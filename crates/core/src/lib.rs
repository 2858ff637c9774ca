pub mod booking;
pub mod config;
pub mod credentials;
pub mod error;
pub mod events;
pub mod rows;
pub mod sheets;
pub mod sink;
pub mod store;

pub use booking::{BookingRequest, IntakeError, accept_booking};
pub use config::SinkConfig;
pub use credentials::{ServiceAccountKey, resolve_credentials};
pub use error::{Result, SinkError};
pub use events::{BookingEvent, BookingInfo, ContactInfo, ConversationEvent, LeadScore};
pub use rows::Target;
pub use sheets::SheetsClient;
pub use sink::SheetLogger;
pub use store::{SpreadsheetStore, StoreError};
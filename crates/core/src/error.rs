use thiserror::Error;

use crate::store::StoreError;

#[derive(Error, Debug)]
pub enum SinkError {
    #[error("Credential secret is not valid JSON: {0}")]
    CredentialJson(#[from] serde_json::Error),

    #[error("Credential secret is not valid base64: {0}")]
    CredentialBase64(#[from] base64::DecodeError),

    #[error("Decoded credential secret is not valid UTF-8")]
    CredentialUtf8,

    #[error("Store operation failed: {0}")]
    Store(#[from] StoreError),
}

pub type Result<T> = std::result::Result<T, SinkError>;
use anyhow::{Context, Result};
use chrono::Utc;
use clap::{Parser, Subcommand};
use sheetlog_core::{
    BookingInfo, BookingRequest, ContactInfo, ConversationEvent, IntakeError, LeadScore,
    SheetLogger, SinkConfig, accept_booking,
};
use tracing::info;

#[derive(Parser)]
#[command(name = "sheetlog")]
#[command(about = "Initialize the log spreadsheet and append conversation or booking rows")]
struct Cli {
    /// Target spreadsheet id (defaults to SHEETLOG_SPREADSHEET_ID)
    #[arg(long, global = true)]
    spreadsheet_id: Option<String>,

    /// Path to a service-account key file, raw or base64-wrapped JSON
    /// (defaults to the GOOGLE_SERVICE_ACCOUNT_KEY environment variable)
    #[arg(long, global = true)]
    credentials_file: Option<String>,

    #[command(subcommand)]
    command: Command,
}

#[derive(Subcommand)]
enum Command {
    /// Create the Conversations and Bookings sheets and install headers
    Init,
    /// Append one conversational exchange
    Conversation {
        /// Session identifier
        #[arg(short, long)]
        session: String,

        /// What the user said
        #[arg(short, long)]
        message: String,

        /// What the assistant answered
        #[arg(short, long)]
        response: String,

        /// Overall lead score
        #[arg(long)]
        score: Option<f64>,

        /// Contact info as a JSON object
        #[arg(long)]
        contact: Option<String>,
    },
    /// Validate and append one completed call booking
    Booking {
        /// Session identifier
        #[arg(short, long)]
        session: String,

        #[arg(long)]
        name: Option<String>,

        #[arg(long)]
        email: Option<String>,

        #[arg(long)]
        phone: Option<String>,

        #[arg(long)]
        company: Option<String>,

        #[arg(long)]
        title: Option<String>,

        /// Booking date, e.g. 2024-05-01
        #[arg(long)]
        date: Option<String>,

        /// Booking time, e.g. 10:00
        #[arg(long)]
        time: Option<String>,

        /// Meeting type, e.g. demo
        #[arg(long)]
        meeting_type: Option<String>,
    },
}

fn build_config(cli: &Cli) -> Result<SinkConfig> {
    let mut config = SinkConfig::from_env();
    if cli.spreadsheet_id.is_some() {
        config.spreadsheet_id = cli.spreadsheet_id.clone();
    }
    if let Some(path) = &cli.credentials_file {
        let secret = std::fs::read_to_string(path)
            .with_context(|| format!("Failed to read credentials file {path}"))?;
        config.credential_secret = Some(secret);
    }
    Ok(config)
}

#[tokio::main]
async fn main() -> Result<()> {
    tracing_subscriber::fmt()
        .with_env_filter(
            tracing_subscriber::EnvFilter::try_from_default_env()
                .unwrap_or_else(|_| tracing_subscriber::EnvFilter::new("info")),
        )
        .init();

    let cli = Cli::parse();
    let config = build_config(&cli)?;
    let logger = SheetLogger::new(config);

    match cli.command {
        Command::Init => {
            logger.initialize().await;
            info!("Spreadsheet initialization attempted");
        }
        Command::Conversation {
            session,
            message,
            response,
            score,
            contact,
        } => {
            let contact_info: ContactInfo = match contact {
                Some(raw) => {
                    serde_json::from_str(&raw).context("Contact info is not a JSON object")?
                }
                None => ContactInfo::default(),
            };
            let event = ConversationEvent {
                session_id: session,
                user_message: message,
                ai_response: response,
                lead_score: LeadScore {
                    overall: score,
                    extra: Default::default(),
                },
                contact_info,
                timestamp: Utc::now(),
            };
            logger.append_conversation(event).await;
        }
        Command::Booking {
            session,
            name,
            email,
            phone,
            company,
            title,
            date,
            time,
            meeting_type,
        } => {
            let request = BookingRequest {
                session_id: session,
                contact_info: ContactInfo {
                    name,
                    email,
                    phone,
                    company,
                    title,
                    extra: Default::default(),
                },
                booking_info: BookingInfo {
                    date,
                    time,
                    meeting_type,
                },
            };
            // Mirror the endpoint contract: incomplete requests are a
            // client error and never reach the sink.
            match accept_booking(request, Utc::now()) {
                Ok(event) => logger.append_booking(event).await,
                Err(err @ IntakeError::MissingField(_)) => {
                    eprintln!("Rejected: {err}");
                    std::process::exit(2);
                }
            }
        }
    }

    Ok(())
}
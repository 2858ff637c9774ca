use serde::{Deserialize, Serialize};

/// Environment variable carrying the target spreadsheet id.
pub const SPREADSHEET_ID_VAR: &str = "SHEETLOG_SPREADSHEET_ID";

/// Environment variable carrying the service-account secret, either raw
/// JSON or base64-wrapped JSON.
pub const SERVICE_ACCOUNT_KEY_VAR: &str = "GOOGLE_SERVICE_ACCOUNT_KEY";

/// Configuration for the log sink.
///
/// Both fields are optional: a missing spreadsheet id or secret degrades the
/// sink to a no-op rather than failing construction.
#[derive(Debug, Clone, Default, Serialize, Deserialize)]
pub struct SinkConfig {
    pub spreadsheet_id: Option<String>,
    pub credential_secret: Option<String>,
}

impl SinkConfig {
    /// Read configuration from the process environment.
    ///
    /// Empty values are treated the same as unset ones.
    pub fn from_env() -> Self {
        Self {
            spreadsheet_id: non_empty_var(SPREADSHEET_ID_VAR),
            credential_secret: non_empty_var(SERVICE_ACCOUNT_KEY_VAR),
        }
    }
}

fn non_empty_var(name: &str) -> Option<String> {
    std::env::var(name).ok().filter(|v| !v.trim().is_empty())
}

+ + + + + + +

- **DIRECTIONS FOR THIS TASK**
Would you return the full set of entries, unchanged in every detail?

- **ANSWER TO THE PROBLEM**
filename crates/core/src/lib.rs
repository 2858ff637c9774ca
pub mod booking;
pub mod config;
pub mod credentials;
pub mod error;
pub mod events;
pub mod rows;
pub mod sheets;
pub mod sink;
pub mod store;

pub use booking::{BookingRequest, IntakeError, accept_booking};
pub use config::SinkConfig;
pub use credentials::{ServiceAccountKey, resolve_credentials};
pub use error::{Result, SinkError};
pub use events::{BookingEvent, BookingInfo, ContactInfo, ConversationEvent, LeadScore};
pub use rows::Target;
pub use sheets::SheetsClient;
pub use sink::SheetLogger;
pub use store::{SpreadsheetStore, StoreError};
filename crates/core/src/error.rs
use thiserror::Error;

use crate::store::StoreError;

#[derive(Error, Debug)]
pub enum SinkError {
    #[error("Credential secret is not valid JSON: {0}")]
    CredentialJson(#[from] serde_json::Error),

    #[error("Credential secret is not valid base64: {0}")]
    CredentialBase64(#[from] base64::DecodeError),

    #[error("Decoded credential secret is not valid UTF-8")]
    CredentialUtf8,

    #[error("Store operation failed: {0}")]
    Store(#[from] StoreError),
}

pub type Result<T> = std::result::Result<T, SinkError>;
use anyhow::{Context, Result};
use chrono::Utc;
use clap::{Parser, Subcommand};
use sheetlog_core::{
    BookingInfo, BookingRequest, ContactInfo, ConversationEvent, IntakeError, LeadScore,
    SheetLogger, SinkConfig, accept_booking,
};
use tracing::info;

#[derive(Parser)]
#[command(name = "sheetlog")]
#[command(about = "Initialize the log spreadsheet and append conversation or booking rows")]
struct Cli {
    /// Target spreadsheet id (defaults to SHEETLOG_SPREADSHEET_ID)
    #[arg(long, global = true)]
    spreadsheet_id: Option<String>,

    /// Path to a service-account key file, raw or base64-wrapped JSON
    /// (defaults to the GOOGLE_SERVICE_ACCOUNT_KEY environment variable)
    #[arg(long, global = true)]
    credentials_file: Option<String>,

    #[command(subcommand)]
    command: Command,
}

#[derive(Subcommand)]
enum Command {
    /// Create the Conversations and Bookings sheets and install headers
    Init,
    /// Append one conversational exchange
    Conversation {
        /// Session identifier
        #[arg(short, long)]
        session: String,

        /// What the user said
        #[arg(short, long)]
        message: String,

        /// What the assistant answered
        #[arg(short, long)]
        response: String,

        /// Overall lead score
        #[arg(long)]
        score: Option<f64>,

        /// Contact info as a JSON object
        #[arg(long)]
        contact: Option<String>,
    },
    /// Validate and append one completed call booking
    Booking {
        /// Session identifier
        #[arg(short, long)]
        session: String,

        #[arg(long)]
        name: Option<String>,

        #[arg(long)]
        email: Option<String>,

        #[arg(long)]
        phone: Option<String>,

        #[arg(long)]
        company: Option<String>,

        #[arg(long)]
        title: Option<String>,

        /// Booking date, e.g. 2024-05-01
        #[arg(long)]
        date: Option<String>,

        /// Booking time, e.g. 10:00
        #[arg(long)]
        time: Option<String>,

        /// Meeting type, e.g. demo
        #[arg(long)]
        meeting_type: Option<String>,
    },
}

fn build_config(cli: &Cli) -> Result<SinkConfig> {
    let mut config = SinkConfig::from_env();
    if cli.spreadsheet_id.is_some() {
        config.spreadsheet_id = cli.spreadsheet_id.clone();
    }
    if let Some(path) = &cli.credentials_file {
        let secret = std::fs::read_to_string(path)
            .with_context(|| format!("Failed to read credentials file {path}"))?;
        config.credential_secret = Some(secret);
    }
    Ok(config)
}

#[tokio::main]
async fn main() -> Result<()> {
    tracing_subscriber::fmt()
        .with_env_filter(
            tracing_subscriber::EnvFilter::try_from_default_env()
                .unwrap_or_else(|_| tracing_subscriber::EnvFilter::new("info")),
        )
        .init();

    let cli = Cli::parse();
    let config = build_config(&cli)?;
    let logger = SheetLogger::new(config);

    match cli.command {
        Command::Init => {
            logger.initialize().await;
            info!("Spreadsheet initialization attempted");
        }
        Command::Conversation {
            session,
            message,
            response,
            score,
            contact,
        } => {
            let contact_info: ContactInfo = match contact {
                Some(raw) => {
                    serde_json::from_str(&raw).context("Contact info is not a JSON object")?
                }
                None => ContactInfo::default(),
            };
            let event = ConversationEvent {
                session_id: session,
                user_message: message,
                ai_response: response,
                lead_score: LeadScore {
                    overall: score,
                    extra: Default::default(),
                },
                contact_info,
                timestamp: Utc::now(),
            };
            logger.append_conversation(event).await;
        }
        Command::Booking {
            session,
            name,
            email,
            phone,
            company,
            title,
            date,
            time,
            meeting_type,
        } => {
            let request = BookingRequest {
                session_id: session,
                contact_info: ContactInfo {
                    name,
                    email,
                    phone,
                    company,
                    title,
                    extra: Default::default(),
                },
                booking_info: BookingInfo {
                    date,
                    time,
                    meeting_type,
                },
            };
            // Mirror the endpoint contract: incomplete requests are a
            // client error and never reach the sink.
            match accept_booking(request, Utc::now()) {
                Ok(event) => logger.append_booking(event).await,
                Err(err @ IntakeError::MissingField(_)) => {
                    eprintln!("Rejected: {err}");
                    std::process::exit(2);
                }
            }
        }
    }

    Ok(())
}
repository 2858ff637c9774ca
use serde::{Deserialize, Serialize};

/// Environment variable carrying the target spreadsheet id.
pub const SPREADSHEET_ID_VAR: &str = "SHEETLOG_SPREADSHEET_ID";

/// Environment variable carrying the service-account secret, either raw
/// JSON or base64-wrapped JSON.
pub const SERVICE_ACCOUNT_KEY_VAR: &str = "GOOGLE_SERVICE_ACCOUNT_KEY";

/// Configuration for the log sink.
///
/// Both fields are optional: a missing spreadsheet id or secret degrades the
/// sink to a no-op rather than failing construction.
#[derive(Debug, Clone, Default, Serialize, Deserialize)]
pub struct SinkConfig {
    pub spreadsheet_id: Option<String>,
    pub credential_secret: Option<String>,
}

impl SinkConfig {
    /// Read configuration from the process environment.
    ///
    /// Empty values are treated the same as unset ones.
    pub fn from_env() -> Self {
        Self {
            spreadsheet_id: non_empty_var(SPREADSHEET_ID_VAR),
            credential_secret: non_empty_var(SERVICE_ACCOUNT_KEY_VAR),
        }
    }
}

fn non_empty_var(name: &str) -> Option<String> {
    std::env::var(name).ok().filter(|v| !v.trim().is_empty())
}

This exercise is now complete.